The prosecution pointed out that Martin did indeed have violent views towards both burglars and the travelling community that Fred Barrass came from. Martin had once recommended "putting gypsies in one of his fields surrounded by barbed wire and machine gunning them". Yes, well, my erstwhile friend argues, he might not go along with that, but he'd certainly have no trouble planting a bullet in any thieving little scumbag that broke into his house. Indeed, Martin believes that "99% of the people" would have reacted in the way that he did. Presumably, Martin was encouraged by opinion polls, which showed on the eve of the Jury's verdict that 85% of the people felt the Jury had reached the wrong conclusion. They having so much more information to hand than the dimwits in the court.

But the truth is, the vast majority of people would simply not behave in this way. I don't say that in order to redeem your Great British public. They talk they talk, and they'd surely love it if they could walk the walk. They love their "proud Englishman in his castle" phantasy, and they won't give it up for the whining liberal elite. I say they wouldn't do this because in order to shoot dead an intruder on your home who is fleeing, you have to be the kind of nutball that Tony Martin apparently is. You have, first of all, to be a dabbler in illegal firearms. It helps to have it butressed by racist views and pathological hatred of the criminal underclass (who, after all, gotta earn a crust as well, inney guv'nor). But you have to know how to use an illegal firearm, have one handy, be willing to kill. It isn't that easy. It isn't like on the Playstation where the evil mob guy takes eighteen nuggets of lead in the belly and crumples to the floor, leaving you standing in glorious victory. You're standing in blood and shame. The worst thing you can do is kill someone. And you killed someone over, what, a VCR? A television? A microwave? The poor bastard's bleeding to death on your lawn and you can proudly snatch the toaster out of his hands and call the police to confess all? Tell the wife, tell the children? Let the neighbours think what they want? Go to court and be tried because you couldn't let someone stay alive and make off with your laptop?

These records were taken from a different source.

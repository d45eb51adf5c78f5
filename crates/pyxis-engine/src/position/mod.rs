//! # Position Mapping
//!
//! Logical offsets and display points describe the same caret. The forward
//! direction walks sibling lengths down to the deepest node that holds the
//! offset; the inverse direction sums everything that precedes a point.
//! Both read marker lengths from the shared tag table, which is what keeps
//! them exact inverses of each other.

pub mod forward;
pub mod inverse;

pub use forward::{NodePosition, line_point, locate, node_position};
pub use inverse::{descendant, logical_offset, relative_position};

Sure, it's that easy. You just lift up the weapon, place the butt on your shoulder, and fire. Yeah, I can really see your average British goofball standing there like Clint Eastwood. In case this heavy-handed irony isn't piercing that thick armour of self-deception, let me repeat for you armchair Defenders of the Home: THE ONLY KINDS OF PEOPLE WHO COULD ACTUALLY KILL SOMEONE FOR THE CRIME OF BURGLARY ARE NUTBALLS AND GUN ADDICTS. GET OVER IT, YOU THICK-SKULLED FUCKING CIPHERS.

Gary Younge once put it aptly: "hardness of the heart is often in inverse proportion to hardness of the head". Our nation of crime-stoppers have runny-brains and hardened arteries. A very British disease.